За этим гулом боя, а это был первый бой в плену, бой голыми руками, возбуждающий, ожесточающий и зовущий на риск, за этим гулом никто из них не услышал, как немцы подбежали к тупику – вагоны стояли в тупике, – раздалась команда и солдаты вскинули автоматы. Рябой первым уловил очередь, первым почувствовал боль в плече. Пули решетили стенки теплушек.

Руки сразу отпрянули от досок. И люди тоже отпрянули. Легли. Затихли. Лишь один рябой стоял во весь рост, держался окровавленными пальцами за перекладину и хрипел:

– Убивайте! Убивайте! Ну!

Так он и остался один над всеми. Безумный, обреченный и оттого прекрасный, как изваяние. Его расстреляли тут же, не выводя из вагона. Оторвали дверь – стоит. Офицер – пожилой, тучный, с плоской одутловатой мордой, – вынул пистолет и выстрелил в упор. Рябой подкосился. Рухнул на порог, ударился раненным плечом о доску, скатился вниз, под вагон, на рельсы. Не застонал. Был мертв.

Теперь о них вспомнили:

– Вас ист гешеен?

Картаво, грубо, торопливо произнес офицер официальную фразу. Только что убил человека и теперь спрашивал, что случилось. Никто, конечно, не ответил: не поняли. Впрочем, лейтенант понял, но не показал этого. Возможно, еще кто-то знал немецкий язык, однако объяснить не смог. Да и нужно ли было открывать рот? Звук привлекал внимание, офицер мог принять говорившего за подстрекателя бунта.

Немцы, особенно офицер, долго, выжидательно смотрели на пленных, лежавших ничком. Настороженно смотрели. И пистолет тоже уставился на них, горячий еще от выстрела, с указательным пальцем на крючке, готовый снова вспыхнуть голубым пламенем.

– Их виль эссен! – сказал кто-то в углу теплушки. Неуверенно сказал, давясь буквами, по-школьному нажимая на гласные. Это, видимо, все, что было известно из немецкого. Сказал, но голову не приподнял. Только зашевелился. И пленные заметили бушлат. Крепыш! Осмелился все же.

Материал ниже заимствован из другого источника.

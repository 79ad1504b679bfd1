use chrono::{DateTime, Utc};
use serde::{Deserialize, Serialize};
use sqlx::types::Json;
use sqlx::FromRow;
use uuid::Uuid;

use crate::carbon::CalculationResult;
use crate::extraction::{Extraction, FileType};

/// Extraction merged with its calculation; stored as the `analysis` document of a record.
#[derive(Debug, Clone, PartialEq, Serialize, Deserialize)]
pub struct RecordAnalysis {
    /// Always `true`; stored records only ever come from relevant analyses.
    pub relevant: bool,
    #[serde(flatten)]
    pub extraction: Extraction,
    #[serde(flatten)]
    pub calculation: CalculationResult,
    pub calculated_with: String,
}

impl RecordAnalysis {
    pub fn new(
        extraction: Extraction,
        calculation: CalculationResult,
        calculated_with: &str,
    ) -> Self {
        Self {
            relevant: true,
            extraction,
            calculation,
            calculated_with: calculated_with.to_string(),
        }
    }

    pub fn category(&self) -> &str {
        &self.extraction.category
    }

    pub fn total_emission(&self) -> f64 {
        self.calculation.total_emission
    }
}

/// A persisted, user-owned emission record.
#[derive(Debug, Clone, PartialEq, Serialize, Deserialize)]
#[serde(rename_all = "camelCase")]
pub struct EmissionRecord {
    pub id: Uuid,
    pub owner_id: Uuid,
    pub file_url: String,
    pub file_type: FileType,
    pub analysis: RecordAnalysis,
    pub created_at: DateTime<Utc>,
    pub updated_at: DateTime<Utc>,
}

impl EmissionRecord {
    pub fn new(owner_id: Uuid, file_url: String, file_type: FileType, analysis: RecordAnalysis) -> Self {
        let now = Utc::now();
        Self {
            id: Uuid::new_v4(),
            owner_id,
            file_url,
            file_type,
            analysis,
            created_at: now,
            updated_at: now,
        }
    }
}

#[derive(Debug, Clone, FromRow)]
pub struct EmissionRecordRow {
    pub id: Uuid,
    pub owner_id: Uuid,
    pub file_url: String,
    pub file_type: String,
    pub analysis: Json<RecordAnalysis>,
    pub created_at: DateTime<Utc>,
    pub updated_at: DateTime<Utc>,
}

impl From<EmissionRecordRow> for EmissionRecord {
    fn from(row: EmissionRecordRow) -> Self {
        Self {
            id: row.id,
            owner_id: row.owner_id,
            file_url: row.file_url,
            file_type: FileType::parse(&row.file_type),
            analysis: row.analysis.0,
            created_at: row.created_at,
            updated_at: row.updated_at,
        }
    }
}

#[cfg(test)]
mod tests {
    use super::*;
    use crate::carbon::calculator::CarbonEquivalents;
    use crate::carbon::CarbonCalculator;

    fn sample_analysis() -> RecordAnalysis {
        RecordAnalysis::new(
            Extraction {
                category: "electricity".into(),
                quantity: 200.0,
                unit: "kWh".into(),
                subtype: Some("grid_average".into()),
                source_text: "Manual entry: 200 kWh electricity".into(),
                confidence: None,
                manual_entry: true,
            },
            CalculationResult {
                total_emission: 77.0,
                unit_emission: "kg CO2e".into(),
                advice: vec!["Switch to LED bulbs and unplug devices when not in use.".into()],
                equivalents: CarbonCalculator::carbon_equivalents(77.0),
            },
            "CarbonKind Manual Entry",
        )
    }

    #[test]
    fn test_analysis_serializes_flat() {
        let value = serde_json::to_value(sample_analysis()).unwrap();
        assert_eq!(value["relevant"], true);
        assert_eq!(value["category"], "electricity");
        assert_eq!(value["total_emission"], 77.0);
        assert_eq!(value["unit_emission"], "kg CO2e");
        assert_eq!(value["equivalents"]["trees_needed"], 4);
        assert_eq!(value["manual_entry"], true);
    }

    #[test]
    fn test_analysis_reads_back_from_stored_json() {
        let original = sample_analysis();
        let stored = serde_json::to_string(&original).unwrap();
        let restored: RecordAnalysis = serde_json::from_str(&stored).unwrap();
        assert_eq!(restored, original);
        assert_eq!(
            restored.calculation.equivalents,
            CarbonEquivalents {
                trees_needed: 4,
                car_miles: 321,
                smartphones_charged: 9625
            }
        );
    }

    #[test]
    fn test_record_serializes_camel_case() {
        let record = EmissionRecord::new(
            Uuid::new_v4(),
            "manual://entry".into(),
            FileType::Manual,
            sample_analysis(),
        );
        let value = serde_json::to_value(&record).unwrap();
        assert_eq!(value["fileType"], "manual");
        assert_eq!(value["fileUrl"], "manual://entry");
        assert!(value.get("createdAt").is_some());
        assert!(value.get("ownerId").is_some());
    }
}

Немцы почему-то захохотали. Смешно прозвучали слова о еде. Захохотал и офицер. Раскатилось эхом его «ха-ха-ха». Пистолет был моментально убран в кобуру. Автоматы в руках солдат опустились.

– Ауф! – довольно весело приказал офицер. – Ду, ду! – Он ткнул пальцем в сторону крепыша. – Ауф!

Тот поднял голову. Потом поднялся на колени. Показал на живот. Похлопал по нему.

Немцы снова засмеялись. Офицер пошарил в карманах своей просторной шинели, ничего не нашел, протянул руку к автоматчикам. Те тоже поковырялись в карманах. Один извлек что-то. Обгрызанную галету! Дал офицеру. От него она полетела в теплушку, шлепнулась на плечо крепышу, скатилась к коленям.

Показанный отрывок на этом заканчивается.